À l’intérieur (image 27
), l’abside est décorée d’arcatures lombardes. Il
semblerait que les fenêtres extrêmes (cotés Sud et Nord)
aient été percées ultérieurement.
Nous pensons que les arcatures lombardes de cette abside
sont de la première génération.
Datation estimée
pour l’église Saint-Gervais-et-Saint-Protais de
Bourg-le-Comte : an 975 avec un écart de 75 ans.
L’église
Saint-Martin de Bragny-en-Charollais
Pour cette église, nous retrouvons des caractéristique tout
à fait analogues à celle vue ci-dessus à Bois-Sainte-Marie.

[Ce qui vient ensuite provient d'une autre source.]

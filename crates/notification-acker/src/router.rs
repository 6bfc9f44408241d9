//! Subscription routing
//!
//! Opens the bus subscription for a rule and drains it on a dedicated task,
//! feeding every delta through the match engine into a [`MatchSink`].
//! One task per subscription keeps deltas in arrival order per rule.

use std::sync::Arc;

use signalk_bus::{DeltaStream, SubscriptionError, SubscriptionHandle};
use tokio::task::JoinHandle;
use tokio_stream::StreamExt;
use tracing::{debug, error};

use crate::domain::{dispatch, MatchSink, Rule};
use crate::ports::outbound::SubscriptionManager;

/// Open the subscription `rule` needs.
///
/// # Errors
///
/// Whatever the subscription manager reports.
pub async fn open<S>(subscriptions: &S, rule: &Rule) -> Result<(SubscriptionHandle, DeltaStream), SubscriptionError>
where
    S: SubscriptionManager + ?Sized,
{
    let command = rule.subscribe_command();
    debug!(command = ?command, "Subscribe");
    subscriptions.subscribe(command).await
}

/// Drain `stream` on a new task.
pub fn spawn<K>(rule: Arc<Rule>, stream: DeltaStream, sink: Arc<K>) -> JoinHandle<()>
where
    K: MatchSink + ?Sized + 'static,
{
    tokio::spawn(route(rule, stream, sink))
}

/// Drain `stream` until it ends.
///
/// Stream errors are logged and skipped.
pub async fn route<K>(rule: Arc<Rule>, mut stream: DeltaStream, sink: Arc<K>)
where
    K: MatchSink + ?Sized,
{
    while let Some(item) = stream.next().await {
        match item {
            Ok(delta) => {
                let matched = dispatch(&rule, &delta, sink.as_ref());
                if matched > 0 {
                    debug!(path = rule.notification_path(), matched, "Delta matched");
                }
            }
            Err(e) => {
                error!(path = rule.notification_path(), error = %e, "Subscription error");
            }
        }
    }
    debug!(path = rule.notification_path(), "Subscription stream ended");
}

Les piliers sont de type R1111
avec pour chaque pilier : 4 faces, 4 demi-colonnes adossées,
3 chapiteaux, 4 doubleaux (images
29 et 31).
Et toujours comme à Bois-Sainte-Marie, côté collatéral, il
n’y a pas un chapiteau mais une imposte (à chanfrein vers
l’intrados). La datation de l’édifice sera donc analogue à
celle de Bois-Sainte-Marie.
En conséquence, on s’attendrait à ce que les chapiteaux de
l’église Saint-Martin soient comparables à ceux de l’église
de Bois-Sainte Marie. Ce n’est pas le cas.

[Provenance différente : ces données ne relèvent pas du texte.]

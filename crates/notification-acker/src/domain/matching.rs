//! Match engine
//!
//! Decides whether an incoming `(path, value)` pair is a notification a rule
//! acknowledges, and forwards every match to a [`MatchSink`].
//!
//! A pair matches when all of these hold:
//! - `path` is the rule's `notifications.<path>`
//! - `value.state` is a string other than `normal`
//! - the rule state is `any` or equals `value.state`

use std::sync::Arc;

use serde_json::Value;
use signalk_types::{Delta, NotificationValue};

use super::rule::Rule;

/// State of a notification that needs no acknowledgement.
pub const NORMAL_STATE: &str = "normal";

/// Receives matched notifications.
pub trait MatchSink: Send + Sync {
    /// Called once per matching value, in delta order.
    fn on_match(&self, rule: &Arc<Rule>, value: &NotificationValue);
}

/// Evaluate the predicate for one pair.
#[must_use]
pub fn is_match(rule: &Rule, path: &str, value: &Value) -> bool {
    path == rule.notification_path()
        && NotificationValue::from_value(value).is_some_and(|value| accepts(rule, &value))
}

/// Every value in `delta` that matches `rule`, in delta order.
pub fn matching_values<'a>(
    rule: &'a Rule,
    delta: &'a Delta,
) -> impl Iterator<Item = NotificationValue> + 'a {
    delta
        .path_values()
        .filter(|pv| pv.path == rule.notification_path())
        .filter_map(|pv| NotificationValue::from_value(&pv.value))
        .filter(|value| accepts(rule, value))
}

fn accepts(rule: &Rule, value: &NotificationValue) -> bool {
    value.state().is_some_and(|state| state != NORMAL_STATE) && rule.state().accepts(value)
}

/// Run the engine over a delta, forwarding matches to `sink`.
///
/// Returns the number of matches.
pub fn dispatch<S: MatchSink + ?Sized>(rule: &Arc<Rule>, delta: &Delta, sink: &S) -> usize {
    let mut matched = 0;
    for value in matching_values(rule, delta) {
        sink.on_match(rule, &value);
        matched += 1;
    }
    matched
}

Les chapiteaux de Saint-Martin sont des chapiteaux à
feuillages. Mais il s’agit d’un feuillage très stylisé,
presque géométrique.
Cela prouve que nous avons encore beaucoup de progrès à
faire concernant la datation par le décor ou le style des
chapiteaux : deux groupes de chapiteaux de styles totalement
différents peuvent avoir été sculptés à la même époque.
Datation estimée
pour l’église Saint-Martin de Bragny-en-Charollais : an 950
avec un écart de 100 ans.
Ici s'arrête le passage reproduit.